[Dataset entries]
====

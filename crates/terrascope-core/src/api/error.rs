use thiserror::Error;

#[derive(Error, Debug)]
pub enum ApiError {
    /// Pre-flight check found the access credential already expired; the
    /// request was never sent.
    #[error("Session expired before the request was sent")]
    AuthExpired,

    /// The server rejected the credential and the one permitted replay
    /// failed too.
    #[error("Authorization rejected by the server")]
    AuthRejected,

    /// The refresh endpoint rejected the refresh credential. Terminal -
    /// never retried.
    #[error("Token refresh failed: {0}")]
    RefreshFailed(String),

    #[error("Access denied: {0}")]
    AccessDenied(String),

    #[error("Unauthorized - credential missing or invalid")]
    Unauthorized,

    #[error("Resource not found: {0}")]
    NotFound(String),

    #[error("Rate limited - please wait before retrying")]
    RateLimited,

    #[error("Server error: {0}")]
    ServerError(String),

    #[error("Network error: {0}")]
    Network(#[from] reqwest::Error),

    #[error("Invalid response: {0}")]
    InvalidResponse(String),

    #[error("Session storage error: {0}")]
    Storage(String),
}

/// Maximum length for error response bodies in error messages
const MAX_ERROR_BODY_LENGTH: usize = 500;

impl ApiError {
    /// Truncate a response body to avoid logging excessive data
    fn truncate_body(body: &str) -> String {
        if body.len() <= MAX_ERROR_BODY_LENGTH {
            body.to_string()
        } else {
            format!(
                "{}... (truncated, {} total bytes)",
                &body[..MAX_ERROR_BODY_LENGTH],
                body.len()
            )
        }
    }

    pub fn from_status(status: reqwest::StatusCode, body: &str) -> Self {
        let truncated = Self::truncate_body(body);
        match status.as_u16() {
            401 => ApiError::Unauthorized,
            403 => ApiError::AccessDenied(truncated),
            404 => ApiError::NotFound(truncated),
            429 => ApiError::RateLimited,
            500..=599 => ApiError::ServerError(truncated),
            _ => ApiError::InvalidResponse(format!("Status {}: {}", status, truncated)),
        }
    }

    /// Whether this error means the session is gone and the user must sign
    /// in again. The store has already been cleared by the time callers see
    /// one of these.
    pub fn requires_sign_in(&self) -> bool {
        matches!(
            self,
            ApiError::AuthExpired | ApiError::AuthRejected | ApiError::RefreshFailed(_)
        )
    }
}

#[cfg(test)]
mod tests {
    use super::*;
    use reqwest::StatusCode;

    #[test]
    fn test_from_status_mapping() {
        assert!(matches!(ApiError::from_status(StatusCode::UNAUTHORIZED, ""), ApiError::Unauthorized));
        assert!(matches!(ApiError::from_status(StatusCode::FORBIDDEN, "no"), ApiError::AccessDenied(_)));
        assert!(matches!(ApiError::from_status(StatusCode::NOT_FOUND, ""), ApiError::NotFound(_)));
        assert!(matches!(ApiError::from_status(StatusCode::TOO_MANY_REQUESTS, ""), ApiError::RateLimited));
        assert!(matches!(ApiError::from_status(StatusCode::BAD_GATEWAY, ""), ApiError::ServerError(_)));
        assert!(matches!(ApiError::from_status(StatusCode::IM_A_TEAPOT, ""), ApiError::InvalidResponse(_)));
    }

    #[test]
    fn test_long_bodies_are_truncated() {
        let body = "x".repeat(2000);
        let err = ApiError::from_status(reqwest::StatusCode::INTERNAL_SERVER_ERROR, &body);
        let message = err.to_string();
        assert!(message.contains("truncated"));
        assert!(message.len() < 700);
    }

    #[test]
    fn test_requires_sign_in() {
        assert!(ApiError::AuthExpired.requires_sign_in());
        assert!(ApiError::AuthRejected.requires_sign_in());
        assert!(ApiError::RefreshFailed("rejected".into()).requires_sign_in());
        assert!(!ApiError::RateLimited.requires_sign_in());
        assert!(!ApiError::NotFound("x".into()).requires_sign_in());
    }
}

====

In the entries above, find each line with the string "format" and copy it.

            format!(
            _ => ApiError::InvalidResponse(format!("Status {}: {}", status, truncated)),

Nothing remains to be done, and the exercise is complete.